El gran logro de la revolución mexicana fue elevar a rango constitucional las demandas políticas y sociales ignoradas por el porfiriato durante los años de la dictadura: artículo 3º (derecho a la educación), 27 (reivindicación de la propiedad de la nación sobre el suelo y el subsuelo y derecho a la tierra), 123 (derechos laborales), 130 (relación entre el estado y la iglesia). Los constituyentes también garantizaron el sufragio libre y directo para la elección del presidente de la república y demás cargos de representación popular. Hacia 1917, la Constitución gozaba del reconocimiento internacional: en términos sociales México tenía una legislación moderna, vanguardista y sobre todo, futuro.
La fundación del partido oficial en 1929, sin embargo, trastocó el sentido original de la revolución mexicana. Creó un sistema político a todas luces, antidemocrático autoritario, impune, y corrupto, sin un proyecto de nación a largo plazo que rebasara la efímera temporalidad de los sexenios, con un manejo perfecto del lenguaje de la simulación y ajeno a cualquier estado de derecho. El sistema político mexicano y sus presidentes acabaron con el respeto a la ley e hicieron imperar su discrecionalidad al aplicarla.
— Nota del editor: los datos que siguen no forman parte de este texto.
use std::env;
use std::net::SocketAddr;

use strum::EnumString;

use crate::db::images::ImageKind;
use crate::error::{BotError, Result};

pub const DEFAULT_API_BASE: &str = "https://discord.com/api/v10";
const DEFAULT_BIND_ADDR: &str = "0.0.0.0:8787";
const DEFAULT_PILLOW_URL: &str = "https://pillows.fry.api.lisekilis.dev";
const DEFAULT_PHOTO_URL: &str = "https://photos.fry.api.lisekilis.dev";

/// Compile-time value first, then the runtime environment.
macro_rules! env_value {
    ($name:literal) => {
        option_env!($name)
            .map(String::from)
            .or_else(|| env::var($name).ok())
            .filter(|v| !v.is_empty())
    };
}

#[derive(Debug, Clone, Copy, PartialEq, Eq, EnumString)]
#[strum(serialize_all = "lowercase")]
pub enum StorageKind {
    Mongo,
    Memory,
}

#[derive(Debug, Clone)]
pub struct Config {
    pub public_key: Option<String>,
    pub bot_token: Option<String>,
    pub application_id: Option<String>,
    pub api_token: Option<String>,
    pub owner_id: Option<String>,
    pub storage: StorageKind,
    pub mongo_url: Option<String>,
    pub mongo_db: Option<String>,
    pub pillow_url: String,
    pub photo_url: String,
    pub bind_addr: SocketAddr,
    pub api_base: String,
}

impl Config {
    pub fn from_env() -> Result<Self> {
        let storage = match env_value!("STORAGE") {
            Some(raw) => raw.parse::<StorageKind>().map_err(|e| {
                BotError::new("config_storage").push_str(format!("STORAGE={raw}: {e}"))
            })?,
            None => StorageKind::Mongo,
        };

        let bind_addr = env_value!("BIND_ADDR")
            .unwrap_or_else(|| DEFAULT_BIND_ADDR.to_string())
            .parse::<SocketAddr>()?;

        Ok(Self {
            public_key: env_value!("DISCORD_PUBLIC_KEY"),
            bot_token: env_value!("DISCORD_BOT_TOKEN"),
            application_id: env_value!("DISCORD_APPLICATION_ID"),
            api_token: env_value!("API_TOKEN"),
            owner_id: env_value!("OWNER_ID"),
            storage,
            mongo_url: env_value!("MONGO_URL"),
            mongo_db: env_value!("MONGO_DB"),
            pillow_url: base_url(env_value!("PILLOW_URL"), DEFAULT_PILLOW_URL)?,
            photo_url: base_url(env_value!("PHOTO_URL"), DEFAULT_PHOTO_URL)?,
            bind_addr,
            api_base: env_value!("DISCORD_API_BASE").unwrap_or_else(|| DEFAULT_API_BASE.to_string()),
        })
    }

    pub fn require_public_key(&self) -> Result<&str> {
        required(&self.public_key, "DISCORD_PUBLIC_KEY")
    }

    pub fn require_bot_token(&self) -> Result<&str> {
        required(&self.bot_token, "DISCORD_BOT_TOKEN")
    }

    pub fn require_mongo(&self) -> Result<(&str, &str)> {
        Ok((
            required(&self.mongo_url, "MONGO_URL")?,
            required(&self.mongo_db, "MONGO_DB")?,
        ))
    }

    pub fn image_url(&self, kind: ImageKind) -> &str {
        match kind {
            ImageKind::Pillow => &self.pillow_url,
            ImageKind::Photo => &self.photo_url,
        }
    }

    pub fn is_owner(&self, user_id: &str) -> bool {
        self.owner_id.as_deref() == Some(user_id)
    }
}

/// Validated public base URL, without a trailing slash.
fn base_url(value: Option<String>, default: &str) -> Result<String> {
    let raw = value.unwrap_or_else(|| default.to_string());
    url::Url::parse(&raw)?;
    Ok(raw.trim_end_matches('/').to_string())
}

fn required<'a>(value: &'a Option<String>, name: &'static str) -> Result<&'a str> {
    value
        .as_deref()
        .ok_or_else(|| BotError::new("config_missing").push_str(format!("{name} is not set")))
}

#[cfg(test)]
impl Config {
    pub fn for_tests(public_key: &str) -> Self {
        Self {
            public_key: Some(public_key.to_string()),
            bot_token: Some("test-bot-token".to_string()),
            application_id: Some("100000000000000000".to_string()),
            api_token: Some("secret-api-token".to_string()),
            owner_id: Some("1".to_string()),
            storage: StorageKind::Memory,
            mongo_url: None,
            mongo_db: None,
            pillow_url: DEFAULT_PILLOW_URL.to_string(),
            photo_url: DEFAULT_PHOTO_URL.to_string(),
            bind_addr: ([127, 0, 0, 1], 0).into(),
            api_base: DEFAULT_API_BASE.to_string(),
        }
    }
}
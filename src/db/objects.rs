use async_trait::async_trait;
use bson::serde_helpers::datetime;
use bson::spec::BinarySubtype;
use bson::{Binary, Document};
use bytes::Bytes;
use chrono::{DateTime, Utc};
use futures_util::TryStreamExt;
use mongodb::bson::doc;
use mongodb::{Collection, Database};
use proc_macros::define_field_names;
use serde::{Deserialize, Serialize};
use serde_with::serde_as;

use crate::db::{ListOptions, Metadata, ObjectHead, ObjectStore, PutObject, StoredObject};
use crate::error::Result;

#[serde_as]
#[derive(Debug, Clone, Serialize, Deserialize)]
#[define_field_names]
struct ObjectDoc {
    #[serde(rename = "_id")]
    key: String,

    /// Absent when the query projects it away.
    #[serde(default, skip_serializing_if = "Option::is_none")]
    data: Option<Binary>,

    size: i64,

    #[serde_as(as = "datetime::FromChrono04DateTime")]
    uploaded: DateTime<Utc>,

    #[serde(default)]
    content_type: Option<String>,

    #[serde(default)]
    metadata: Metadata,
}

impl ObjectDoc {
    fn head(&self) -> ObjectHead {
        ObjectHead {
            key: self.key.clone(),
            size: self.size.max(0) as u64,
            uploaded: self.uploaded,
            content_type: self.content_type.clone(),
            metadata: self.metadata.clone(),
        }
    }

    fn without_data() -> Document {
        doc! { ObjectDoc::DATA: 0 }
    }
}

/// Bucket stored as one collection, bytes inline as BSON binary.
pub struct MongoBucket {
    collection: Collection<ObjectDoc>,
}

impl MongoBucket {
    pub fn new(db: &Database, name: &str) -> Self {
        Self {
            collection: db.collection(name),
        }
    }
}

#[async_trait]
impl ObjectStore for MongoBucket {
    async fn get(&self, key: &str) -> Result<Option<StoredObject>> {
        let found = self.collection.find_one(doc! { ObjectDoc::KEY: key }).await?;
        Ok(found.map(|d| StoredObject {
            head: d.head(),
            data: d.data.map(|b| Bytes::from(b.bytes)).unwrap_or_default(),
        }))
    }

    async fn head(&self, key: &str) -> Result<Option<ObjectHead>> {
        let found = self
            .collection
            .find_one(doc! { ObjectDoc::KEY: key })
            .projection(ObjectDoc::without_data())
            .await?;
        Ok(found.as_ref().map(ObjectDoc::head))
    }

    async fn put(&self, key: &str, object: PutObject) -> Result<ObjectHead> {
        let document = ObjectDoc {
            key: key.to_string(),
            size: object.data.len() as i64,
            data: Some(Binary {
                subtype: BinarySubtype::Generic,
                bytes: object.data.to_vec(),
            }),
            uploaded: Utc::now(),
            content_type: object.content_type,
            metadata: object.metadata,
        };
        self.collection
            .replace_one(doc! { ObjectDoc::KEY: key }, &document)
            .upsert(true)
            .await?;
        Ok(document.head())
    }

    async fn delete(&self, key: &str) -> Result<bool> {
        let result = self.collection.delete_one(doc! { ObjectDoc::KEY: key }).await?;
        Ok(result.deleted_count > 0)
    }

    async fn list(&self, options: ListOptions) -> Result<Vec<ObjectHead>> {
        let filter = match &options.prefix {
            Some(p) => doc! { ObjectDoc::KEY: { "$regex": format!("^{}", regex::escape(p)) } },
            None => doc! {},
        };
        let mut projection = ObjectDoc::without_data();
        if !options.include_metadata {
            projection.insert(ObjectDoc::METADATA, 0);
        }
        let docs: Vec<ObjectDoc> = self
            .collection
            .find(filter)
            .projection(projection)
            .sort(doc! { ObjectDoc::KEY: 1 })
            .await?
            .try_collect()
            .await?;
        Ok(docs.iter().map(ObjectDoc::head).collect())
    }
}
use ed25519_dalek::{Signature, VerifyingKey};

pub const SIGNATURE_HEADER: &str = "x-signature-ed25519";
pub const TIMESTAMP_HEADER: &str = "x-signature-timestamp";

/// Checks a webhook signature over `timestamp + body`. Any malformed input
/// counts as a failed check.
pub fn verify_signature(public_key_hex: &str, signature_hex: &str, timestamp: &str, body: &[u8]) -> bool {
    let Ok(public_key_bytes) = hex::decode(public_key_hex) else {
        return false;
    };
    let Ok(signature_bytes) = hex::decode(signature_hex) else {
        return false;
    };

    let Ok(public_key_bytes) = <[u8; 32]>::try_from(public_key_bytes) else {
        return false;
    };
    let Ok(signature_bytes) = <[u8; 64]>::try_from(signature_bytes) else {
        return false;
    };

    let Ok(key) = VerifyingKey::from_bytes(&public_key_bytes) else {
        return false;
    };
    let signature = Signature::from_bytes(&signature_bytes);

    let mut data = timestamp.as_bytes().to_vec();
    data.extend_from_slice(body);
    key.verify_strict(&data, &signature).is_ok()
}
Desde 1940 los mexicanos comenzaron a vivir dentro de una ficción democrática. De acuerdo con la Constitución, el país estaba constituido como una república democrática, representativa y federal, pero en los hechos la democracia sólo era un “bello poema” -como había dicho Justo Sierra, años atrás, refiriéndose a la constitución de 1857. El sistema hizo de la política una mentira y de la simulación un arte.
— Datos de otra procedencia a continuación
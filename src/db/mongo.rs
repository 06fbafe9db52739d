use mongodb::{Client, Database};
use std::sync::Arc;
use tokio::sync::OnceCell;

use crate::error::{BotError, Result};

static MONGO_POOL: OnceCell<Arc<Database>> = OnceCell::const_new();

pub async fn mongo_pool(url: &str, db_name: &str) -> Result<Arc<Database>> {
    MONGO_POOL
        .get_or_try_init(|| async {
            let client = Client::with_uri_str(url)
                .await
                .map_err(|e| BotError::new("mongo_connect").push_std(e))?;

            tracing::info!(db = db_name, "connected to MongoDB");
            Ok::<_, BotError>(Arc::new(client.database(db_name)))
        })
        .await
        .cloned()
}
mod commands;
mod config;
mod db;
mod discord;
mod error;
mod http;
mod state;
mod types;
mod workers;

#[cfg(test)]
mod test_utils;

use clap::{Parser, Subcommand};
use tokio::net::TcpListener;
use tracing_subscriber::EnvFilter;

use config::Config;
use error::Result;
use state::BotState;

#[derive(Parser)]
#[command(name = "fry-bot")]
#[command(about = "Discord interactions bot for pillow and photo submissions")]
#[command(version)]
struct Cli {
    #[command(subcommand)]
    command: Option<Commands>,
}

#[derive(Subcommand)]
enum Commands {
    /// Serve the interactions webhook and the image API
    Serve,
    /// Upload the slash command schema to Discord
    Register,
    /// Print the slash command schema without uploading it
    Schema,
}

async fn serve(config: Config) -> Result<()> {
    config.require_public_key()?;
    let bind_addr = config.bind_addr;
    let state = BotState::from_config(config).await?;

    let listener = TcpListener::bind(bind_addr).await?;
    tracing::info!(addr = %bind_addr, "listening");
    axum::serve(listener, http::router(state.clone()))
        .with_graceful_shutdown(shutdown_signal())
        .await?;

    tracing::info!(pending = state.background.in_flight(), "draining background tasks");
    state.background.drain().await;
    Ok(())
}

async fn register(config: Config) -> Result<()> {
    config.require_bot_token()?;
    let registry = commands::registry()?;
    let discord = state::rest_client(&config);
    commands::register(discord.as_ref(), &registry, config.application_id.as_deref()).await
}

fn schema() -> Result<()> {
    let registry = commands::registry()?;
    println!("{}", serde_json::to_string_pretty(&registry.schema())?);
    Ok(())
}

async fn shutdown_signal() {
    if let Err(e) = tokio::signal::ctrl_c().await {
        tracing::error!(error = %e, "failed to listen for shutdown signal");
        std::future::pending::<()>().await;
    }
    tracing::info!("shutdown requested");
}

async fn run(cli: Cli) -> Result<()> {
    match cli.command.unwrap_or(Commands::Serve) {
        Commands::Serve => serve(Config::from_env()?).await,
        Commands::Register => register(Config::from_env()?).await,
        Commands::Schema => schema(),
    }
}

#[tokio::main]
async fn main() {
    tracing_subscriber::fmt()
        .with_env_filter(EnvFilter::try_from_default_env().unwrap_or_else(|_| EnvFilter::new("info")))
        .init();

    if let Err(e) = run(Cli::parse()).await {
        e.print_tree();
        std::process::exit(1);
    }
}
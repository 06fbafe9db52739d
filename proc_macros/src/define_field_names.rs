use heck::{ToKebabCase, ToLowerCamelCase, ToShoutySnakeCase, ToSnakeCase, ToUpperCamelCase};
use proc_macro::TokenStream;
use quote::quote;
use syn::meta::ParseNestedMeta;
use syn::{Attribute, Ident, ItemStruct, LitStr, Token, parse_macro_input};

pub fn expand(_attr: TokenStream, item: TokenStream) -> TokenStream {
    let input = parse_macro_input!(item as ItemStruct);
    let struct_name = &input.ident;

    let rename_all = match serde_attr(&input.attrs, "rename_all") {
        Ok(v) => v,
        Err(e) => return e.to_compile_error().into(),
    };

    let mut consts = Vec::new();
    for field in input.fields.iter() {
        let Some(ident) = field.ident.as_ref() else {
            continue;
        };
        let rename = match serde_attr(&field.attrs, "rename") {
            Ok(v) => v,
            Err(e) => return e.to_compile_error().into(),
        };
        let raw = ident.to_string();
        let raw = raw.trim_start_matches("r#");
        let wire = match (rename, rename_all.as_deref()) {
            (Some(explicit), _) => explicit,
            (None, Some(rule)) => match apply_rule(rule, raw) {
                Some(v) => v,
                None => {
                    return syn::Error::new_spanned(
                        struct_name,
                        format!("unsupported rename_all rule `{rule}`"),
                    )
                    .to_compile_error()
                    .into();
                }
            },
            (None, None) => raw.to_string(),
        };
        let const_name = Ident::new(&raw.to_shouty_snake_case(), ident.span());
        consts.push(quote! {
            #[allow(dead_code)]
            pub const #const_name: &'static str = #wire;
        });
    }

    let expanded = quote! {
        #input

        impl #struct_name {
            #(#consts)*
        }
    };

    TokenStream::from(expanded)
}

fn apply_rule(rule: &str, field: &str) -> Option<String> {
    let out = match rule {
        "camelCase" => field.to_lower_camel_case(),
        "snake_case" => field.to_snake_case(),
        "PascalCase" => field.to_upper_camel_case(),
        "kebab-case" => field.to_kebab_case(),
        "SCREAMING_SNAKE_CASE" => field.to_shouty_snake_case(),
        "lowercase" => field.to_lowercase(),
        "UPPERCASE" => field.to_uppercase(),
        _ => return None,
    };
    Some(out)
}

/// Finds `#[serde(<key> = "...")]` among `attrs`.
fn serde_attr(attrs: &[Attribute], key: &str) -> syn::Result<Option<String>> {
    let mut found = None;
    for attr in attrs.iter().filter(|a| a.path().is_ident("serde")) {
        attr.parse_nested_meta(|meta| {
            if meta.path.is_ident(key) && meta.input.peek(Token![=]) {
                let lit: LitStr = meta.value()?.parse()?;
                found = Some(lit.value());
                Ok(())
            } else {
                skip_meta(&meta)
            }
        })?;
    }
    Ok(found)
}

fn skip_meta(meta: &ParseNestedMeta<'_>) -> syn::Result<()> {
    if meta.input.peek(Token![=]) {
        let _: syn::Expr = meta.value()?.parse()?;
    } else if meta.input.peek(syn::token::Paren) {
        let _content;
        syn::parenthesized!(_content in meta.input);
    }
    Ok(())
}
use std::future::Future;
use std::sync::{
    Arc, Mutex,
    atomic::{AtomicUsize, Ordering},
};

use tokio::task::JoinSet;

use crate::error::BotError;

/// Work that runs after the response is sent. Failures go to the log and
/// nowhere else: no retries, no delivery guarantee.
#[derive(Default)]
pub struct Background {
    tasks: Mutex<JoinSet<()>>,
    in_flight: Arc<AtomicUsize>,
}

struct TaskSlot {
    in_flight: Arc<AtomicUsize>,
}

impl Drop for TaskSlot {
    fn drop(&mut self) {
        self.in_flight.fetch_sub(1, Ordering::SeqCst);
    }
}

impl Background {
    pub fn spawn<F>(&self, label: &'static str, task: F)
    where
        F: Future<Output = Result<(), BotError>> + Send + 'static,
    {
        self.in_flight.fetch_add(1, Ordering::SeqCst);
        let slot = TaskSlot {
            in_flight: self.in_flight.clone(),
        };

        let wrapped = async move {
            let _slot = slot;
            if let Err(e) = task.await {
                Self::on_error(label, &e);
            }
        };

        let mut tasks = match self.tasks.lock() {
            Ok(tasks) => tasks,
            Err(poisoned) => poisoned.into_inner(),
        };
        // Finished tasks stay in the set until joined.
        while let Some(joined) = tasks.try_join_next() {
            Self::on_join(joined);
        }
        tasks.spawn(wrapped);
    }

    fn on_join(joined: Result<(), tokio::task::JoinError>) {
        if let Err(e) = joined {
            tracing::error!(error = %e, "background task panicked");
        }
    }

    #[cfg(test)]
    fn tracked(&self) -> usize {
        self.tasks.lock().map(|tasks| tasks.len()).unwrap_or_default()
    }

    fn on_error(label: &'static str, e: &BotError) {
        tracing::error!(task = label, "background task failed");
        e.print_tree();
    }

    pub fn in_flight(&self) -> usize {
        self.in_flight.load(Ordering::SeqCst)
    }

    /// Waits for everything spawned so far.
    pub async fn drain(&self) {
        let mut tasks = match self.tasks.lock() {
            Ok(mut guard) => std::mem::take(&mut *guard),
            Err(poisoned) => std::mem::take(&mut *poisoned.into_inner()),
        };
        while let Some(joined) = tasks.join_next().await {
            Self::on_join(joined);
        }
    }
}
Pero la mentira es una realidad política fundamental -escribió Gabriel Zaid. Las democracias simuladas no gobiernan por la simple fuerza bruta, sino por la trampa: apoderándose de la verdad. Los ciudadanos están a merced de las autoridades, en primer lugar, porque no pueden demostrarles nada. Hay toda una industria de la verdad oficial: triunfos electorales, leyes, noticias, libros de texto, sentencias judiciales, adhesiones, desfiles, celebraciones, manifiestos. El crecimiento del estado y la corrupción son casi efectos derivados: adueñarse de la verdad facilita adueñarse de todo lo demás.
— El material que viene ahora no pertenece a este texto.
use async_trait::async_trait;
use chrono::Utc;
use std::time::Duration;

use crate::commands::custom_id::custom_id;
use crate::commands::guard::{self, GUILD_ONLY, MODERATOR_ONLY, NO_MOD_ROLE, NOT_WHITELISTED};
use crate::commands::registry::{Command, Execute, ExecuteComponent, Leaf};
use crate::db::images::{PillowData, PillowType, pillow_key};
use crate::db::settings::Settings;
use crate::db::{PutObject, from_metadata, to_metadata};
use crate::discord::components::{self, ACCENT_COLOR, ButtonStyle};
use crate::discord::response::{FileUpload, Reply};
use crate::error::Result;
use crate::state::BotState;
use crate::types::discord::{
    CommandOption, Embed, EmbedField, EmbedFooter, EmbedMedia, Interaction, InteractionResponseData, OptionType,
    User,
};

pub const ALREADY_HANDLED: &str = "This submission has already been handled";
const PNG: &str = "image/png";

pub fn command() -> Command {
    let mut pillow_type = CommandOption::new(OptionType::String, "type", "Type of pillow").required();
    for kind in PillowType::ALL {
        pillow_type = pillow_type.choice(kind.as_ref(), kind.as_ref());
    }

    Command::group(
        "submit",
        "Make a new submission",
        vec![
            Leaf::new("pillow", "Submit your pillow design", SubmitPillow)
                .option(
                    CommandOption::new(OptionType::Attachment, "texture", "The texture for your pillow (png)")
                        .required(),
                )
                .option(CommandOption::new(OptionType::String, "name", "Name for your pillow").required())
                .option(pillow_type)
                .option(CommandOption::new(
                    OptionType::String,
                    "username",
                    "Override, defaults to your username",
                ))
                .component(ReviewPillow),
        ],
        vec![],
    )
}

pub struct SubmitPillow;

#[async_trait]
impl Execute for SubmitPillow {
    async fn execute(&self, state: &BotState, interaction: &Interaction) -> Result<Reply> {
        let (Some(guild_id), Some(user)) = (interaction.guild_id.as_deref(), interaction.invoker()) else {
            return Ok(Reply::ephemeral(GUILD_ONLY));
        };

        let settings = Settings::load_or_default(state.stores.settings.as_ref(), guild_id).await?;
        if !settings.is_whitelisted() && !guard::is_owner(state, interaction) {
            return Ok(Reply::ephemeral(NOT_WHITELISTED));
        }
        if settings.mod_role_id.is_none() {
            return Ok(Reply::ephemeral(NO_MOD_ROLE));
        }
        let Some(channel_id) = settings.pillow_channel_id.as_deref() else {
            return Ok(Reply::ephemeral(
                "The pillow submissions channel has not been configured. Please ask an admin to set it up.",
            ));
        };
        if interaction.channel_id.as_deref() != Some(channel_id) {
            return Ok(Reply::ephemeral(format!(
                "Please use the pillow submissions channel: <#{channel_id}>"
            )));
        }

        let (Some(name), Some(raw_type), Some(texture)) = (
            interaction.option_str("name"),
            interaction.option_str("type"),
            interaction.option_str("texture"),
        ) else {
            return Ok(Reply::ephemeral("Missing required options"));
        };
        let Ok(pillow_type) = raw_type.parse::<PillowType>() else {
            return Ok(Reply::ephemeral(format!("Unknown pillow type: {raw_type}")));
        };
        let user_name = interaction
            .option_str("username")
            .filter(|u| !u.is_empty())
            .unwrap_or(&user.username)
            .to_string();

        let Some(attachment) = interaction.attachment(texture) else {
            return Ok(Reply::ephemeral("Texture attachment not found"));
        };
        if !attachment
            .content_type
            .as_deref()
            .is_some_and(|ct| ct.contains("png"))
        {
            return Ok(Reply::ephemeral("Texture must be a PNG image"));
        }

        let cooldown = settings.cooldown_secs();
        if let Some(secs) = cooldown {
            if state.stores.cooldowns.get(&user.id).await?.is_some() {
                return Ok(Reply::ephemeral(format!("You are on cooldown for {secs} seconds")));
            }
        }

        let download = match state.discord.download(&attachment.url).await {
            Ok(download) => download,
            Err(e) => {
                e.print_tree();
                return Ok(Reply::ephemeral("Failed to download the attachment"));
            }
        };

        let key = pillow_key(&user.id, pillow_type);
        let data = PillowData {
            user_id: user.id.clone(),
            user_name: user_name.clone(),
            name: name.to_string(),
            pillow_type,
            submitted_at: Utc::now(),
            approver_id: None,
            approved_at: None,
        };
        let object = PutObject {
            data: download.bytes.clone(),
            content_type: Some(PNG.to_string()),
            metadata: to_metadata(&data)?,
        };
        if let Err(e) = state.stores.pillow_submissions.put(&key, object).await {
            e.print_tree();
            return Ok(Reply::ephemeral(format!(
                "Failed to upload image to storage: {}",
                e.reason()
            )));
        }
        tracing::info!(key = %key, guild = guild_id, "pillow submitted");

        // Only a stored submission starts the cooldown.
        if let Some(secs) = cooldown {
            state
                .stores
                .cooldowns
                .put(&user.id, "true".to_string(), Some(Duration::from_secs(secs)))
                .await?;
        }

        let filename = format!("{key}.png");
        let embed = Embed {
            title: Some(format!("{user_name}'s Pillow Submission")),
            description: Some(format!(
                "A new pillow submission has been received from <@{}>",
                user.id
            )),
            color: Some(ACCENT_COLOR),
            fields: vec![
                EmbedField {
                    name: "Name:".to_string(),
                    value: name.to_string(),
                    inline: true,
                },
                EmbedField {
                    name: "Type:".to_string(),
                    value: pillow_type.to_string(),
                    inline: true,
                },
            ],
            thumbnail: user.avatar_url().map(|url| EmbedMedia { url }),
            image: Some(EmbedMedia {
                url: format!("attachment://{filename}"),
            }),
            ..Default::default()
        };
        let review = format!("{}-{pillow_type}", user.id);
        let buttons = components::action_row(vec![
            components::button(
                ButtonStyle::Primary,
                "Approve",
                &custom_id(&["submit", "pillow"], &format!("approve-{review}")),
                false,
            ),
            components::button(
                ButtonStyle::Danger,
                "Deny",
                &custom_id(&["submit", "pillow"], &format!("deny-{review}")),
                false,
            ),
        ]);

        Ok(
            Reply::embed(embed, Some("New pillow submission received".to_string()), vec![buttons]).with_attachment(
                FileUpload {
                    filename,
                    content_type: PNG.to_string(),
                    data: download.bytes,
                },
            ),
        )
    }
}

#[derive(Debug, Clone, Copy, PartialEq, Eq)]
enum Review {
    Approve,
    Deny,
}

/// `approve-{userId}-{type}` or `deny-{userId}-{type}`.
fn parse_review(payload: &str) -> Option<(Review, &str, PillowType)> {
    let (action, rest) = payload.split_once('-')?;
    let (user_id, raw_type) = rest.split_once('-')?;
    let action = match action {
        "approve" => Review::Approve,
        "deny" => Review::Deny,
        _ => return None,
    };
    if user_id.is_empty() {
        return None;
    }
    Some((action, user_id, raw_type.parse().ok()?))
}

fn reviewed_embed(interaction: &Interaction, key: &str, verdict: &str, reviewer: &User) -> Embed {
    let mut embed = interaction
        .message
        .as_ref()
        .and_then(|m| m.embeds.first().cloned())
        .unwrap_or_else(|| Embed {
            title: Some("Pillow Submission".to_string()),
            color: Some(ACCENT_COLOR),
            ..Default::default()
        });
    embed.image = Some(EmbedMedia {
        url: format!("attachment://{key}.png"),
    });
    embed.footer = Some(EmbedFooter {
        text: format!("{verdict} by {}", reviewer.username),
        icon_url: reviewer.avatar_url(),
    });
    embed.timestamp = Some(Utc::now().to_rfc3339());
    embed
}

fn reviewed(embed: Embed) -> Reply {
    Reply::update(InteractionResponseData {
        content: Some(String::new()),
        embeds: Some(vec![embed]),
        components: Some(Vec::new()),
        ..Default::default()
    })
}

pub struct ReviewPillow;

#[async_trait]
impl ExecuteComponent for ReviewPillow {
    async fn execute_component(&self, state: &BotState, interaction: &Interaction, payload: &str) -> Result<Reply> {
        let (Some(guild_id), Some(reviewer)) = (interaction.guild_id.as_deref(), interaction.invoker()) else {
            return Ok(Reply::ephemeral(GUILD_ONLY));
        };
        let Some((action, user_id, pillow_type)) = parse_review(payload) else {
            return Ok(Reply::ephemeral("Unknown button interaction"));
        };

        let settings = Settings::load_or_default(state.stores.settings.as_ref(), guild_id).await?;
        if settings.mod_role_id.is_none() && !guard::is_owner(state, interaction) {
            return Ok(Reply::ephemeral("No mod role set"));
        }
        if !guard::is_moderator(state, &settings, interaction) {
            return Ok(Reply::ephemeral(MODERATOR_ONLY));
        }

        let key = pillow_key(user_id, pillow_type);
        match action {
            Review::Approve => approve(state, interaction, &key, reviewer).await,
            Review::Deny => {
                if !state.stores.pillow_submissions.delete(&key).await? {
                    return Ok(Reply::ephemeral(ALREADY_HANDLED));
                }
                tracing::info!(key = %key, reviewer = %reviewer.id, "pillow denied");
                Ok(reviewed(reviewed_embed(interaction, &key, "Denied", reviewer)))
            }
        }
    }
}

async fn approve(state: &BotState, interaction: &Interaction, key: &str, reviewer: &User) -> Result<Reply> {
    let Some(pending) = state.stores.pillow_submissions.get(key).await? else {
        return Ok(Reply::ephemeral(ALREADY_HANDLED));
    };

    let mut data: PillowData = from_metadata(&pending.head.metadata)?;
    data.approver_id = Some(reviewer.id.clone());
    data.approved_at = Some(Utc::now());
    let approved = PutObject {
        data: pending.data.clone(),
        content_type: pending.head.content_type.clone(),
        metadata: to_metadata(&data)?,
    };

    // Only the caller whose delete removed the object may continue.
    if !state.stores.pillow_submissions.delete(key).await? {
        return Ok(Reply::ephemeral(ALREADY_HANDLED));
    }

    if let Err(e) = state.stores.pillows.put(key, approved).await {
        e.print_tree();
        let restore = PutObject {
            data: pending.data,
            content_type: pending.head.content_type,
            metadata: pending.head.metadata,
        };
        if let Err(restore_err) = state.stores.pillow_submissions.put(key, restore).await {
            tracing::error!(key, "failed to restore pending submission");
            restore_err.print_tree();
        }
        return Ok(Reply::ephemeral(format!(
            "An error occurred while approving: {}",
            e.reason()
        )));
    }

    tracing::info!(key, reviewer = %reviewer.id, "pillow approved");
    Ok(reviewed(reviewed_embed(interaction, key, "Approved", reviewer)))
}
Con un gobierno que actuaba como juez y parte en las elecciones, los viejos métodos electorales porfirianos palidecieron junto al perfeccionamiento de los mecanismos fraudulentos perpetrados por la “familia revolucionaria” en cada proceso. Cada jornada electoral el sistema estrenaba un nuevo instrumento que garantizaba su triunfo en los comicios: del robo con ametralladoras Thompson pasaron a la urna embarazada -previamente llena. De la intromisión de la fuerza pública al carrusel o al ratón loco -en camiones, centenares de acarreados eran llevados a votar en todas las casillas posibles. Del conteo doble a la célebre “caída del sistema”, sin olvidar el taco de votos, el robo de urnas y la falsificación de actas. Sexenio tras sexenio, el gobierno violentó el ejercicio libre y pleno del sufragio y minó el poder del voto hasta hacerlo nulo.
Pero en el deterioro de las instituciones y del estado de derecho, la sociedad también fue responsable. Desde 1940 se rindió al “canto de la sirenas” de la estabilidad, del incipiente crecimiento, de las obras públicas anunciadas entre bombos y platillos, de la industrialización, de la educación gratuita -infraestructura sustentada en proyectos a corto plazo interrumpidos, generalmente, al cambio de sexenio.
Mientras el modelo económico funcionó --para una población que en 1970 no rebasaba aún los cincuenta millones de habitantes-- y pudo garantizar cierto bienestar social con un ingreso decoroso para una parte de los mexicanos, seguridad pública, centros de salud, vivienda, vías de comunicación, entretenimiento y sobre todo paz, la relación entre sociedad y gobierno fue prácticamente una luna de miel. Con excepción de algunos movimientos aislados de oposición --partidos, sindicatos, maestros, ferrocarrileros, estudiantes--, el resto de los mexicanos abdicaron a sus derechos políticos por conveniencia, por conformismo y hasta por sumisión.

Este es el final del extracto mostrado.